English    Türkçe    فارسی   

4
2579-2588

  • Sen beden gençliğinden başka bir şey bilmiyorsun ya, al işte bu gençliği, a eşek, nah sana arpa
  • Yüzün hiç buruşmaz, pörsümez. Kutlu gençliğin hep bu halde kalır. 2580
  • Ona ne ihtiyarlık buruşması gelir, ne de selvi ye benzeyen boyun iki kat olur!
  • Ne sendeki gençliğin kuvveti azalır, ne dişlerin, ağrır, sallanır!
  • Kadınların erkekten nefretine sebep olan gevşekliği, kadına yaklaşmamak derdini görmezsin!
  • Gençlik çağının parlaklığı seni öyle bir açar, neşelendirir ki Ukâşe'nin müjdesi de Peygamber'i öyle-açmış, öyle neşelendirmişti işte!

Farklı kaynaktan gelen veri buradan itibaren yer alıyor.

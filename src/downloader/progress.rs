//! Progress reporting for a backup run.
//!
//! Tracks processed shows against the total, derives the current rate and a
//! remaining-time estimate, and emits a log line every
//! [`PROGRESS_LOG_INTERVAL`] shows. An optional `indicatif` bar is advanced
//! alongside for interactive use.

use crate::downloader::aggregator::BackupSummary;
use crate::downloader::config::PROGRESS_LOG_INTERVAL;
use crate::downloader::item::FetchResult;
use indicatif::ProgressBar;
use std::time::{Duration, Instant};
use tracing::info;

/// Running progress state, owned by the single aggregation point
#[derive(Debug)]
pub struct ProgressState {
    /// Shows processed so far
    pub processed: usize,
    /// Shows in the run
    pub total: usize,
    /// When the run started
    pub start_time: Instant,
    log_interval: usize,
    bar: Option<ProgressBar>,
}

impl ProgressState {
    /// Start tracking `total` shows.
    pub fn new(total: usize, bar: Option<ProgressBar>) -> Self {
        if let Some(bar) = &bar {
            bar.set_length(total as u64);
        }
        Self {
            processed: 0,
            total,
            start_time: Instant::now(),
            log_interval: PROGRESS_LOG_INTERVAL,
            bar,
        }
    }

    /// Override how often a progress line is logged.
    pub fn with_log_interval(mut self, interval: usize) -> Self {
        self.log_interval = interval.max(1);
        self
    }

    /// Account for one finished show.
    pub fn record(&mut self, result: &FetchResult) {
        self.processed += 1;

        if let Some(bar) = &self.bar {
            bar.inc(1);
            if let FetchResult::Success(record) = result {
                bar.set_message(record.metadata.title.clone());
            }
        }

        if self.should_emit_update() {
            info!(
                processed = self.processed,
                total = self.total,
                "{}",
                self.format_progress()
            );
        }
    }

    /// Whether the latest record should produce a log line.
    pub fn should_emit_update(&self) -> bool {
        self.processed > 0
            && (self.processed % self.log_interval == 0 || self.processed == self.total)
    }

    /// Shows per second since the start
    pub fn current_rate(&self) -> f64 {
        let elapsed = self.start_time.elapsed().as_secs_f64();
        if elapsed > 0.0 {
            self.processed as f64 / elapsed
        } else {
            0.0
        }
    }

    /// Completion percentage (0-100)
    pub fn percentage(&self) -> f64 {
        if self.total == 0 {
            return 100.0;
        }
        self.processed as f64 / self.total as f64 * 100.0
    }

    /// Remaining time at the current rate
    pub fn estimate_remaining(&self) -> Option<Duration> {
        let remaining = self.total.saturating_sub(self.processed);
        let rate = self.current_rate();
        if remaining == 0 || rate <= 0.0 {
            return None;
        }
        Some(Duration::from_secs_f64(remaining as f64 / rate))
    }

    /// Human-readable progress string for logging.
    pub fn format_progress(&self) -> String {
        let mut parts = vec![format!(
            "[PROGRESS] Processed {}/{} shows - {:.1}% complete",
            self.processed,
            self.total,
            self.percentage()
        )];

        let rate = self.current_rate();
        if rate > 0.0 {
            parts.push(format!("at {rate:.1} shows/sec"));
        }

        if let Some(remaining) = self.estimate_remaining() {
            parts.push(format!("- ~{} remaining", format_duration(remaining)));
        }

        parts.join(" ")
    }

    /// Close the bar and log the throughput summary.
    pub fn finish(&self, summary: &BackupSummary) {
        let elapsed = self.start_time.elapsed();
        if let Some(bar) = &self.bar {
            bar.finish_with_message(format!(
                "{} ok, {} degraded, {} failed",
                summary.succeeded, summary.degraded, summary.failed
            ));
        }

        let average = if self.processed > 0 {
            elapsed.as_secs_f64() / self.processed as f64
        } else {
            0.0
        };
        info!(
            processed = self.processed,
            elapsed_secs = elapsed.as_secs_f64(),
            avg_secs_per_show = average,
            "Backup fetch finished in {}",
            format_duration(elapsed)
        );
    }
}

fn format_duration(duration: Duration) -> String {
    let secs = duration.as_secs();
    if secs < 60 {
        format!("{secs}s")
    } else if secs < 3600 {
        format!("{}m{}s", secs / 60, secs % 60)
    } else {
        format!("{:.1}h", secs as f64 / 3600.0)
    }
}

  • Saferin çıktığını kim müjdelerse ona cennet müjdesi vereceğim buyurması
  • Ahir zaman Peygamberi Ahmed, Rebiyülevvel ayında göçtü, bunda hiç ihtilâf yoktur. 2585
  • Gönlü, bu göç zamanını haber alınca can ve gönülden o vakta âşık oldu.
  • Safer gelince, bu ay bitince sefer edeceğim diye-neşelendi.
  • Her gece bu buluşmanın iştiyakıyla sabahlara kadar "Ey yücelerden yüce arkadaş!" der dururdu!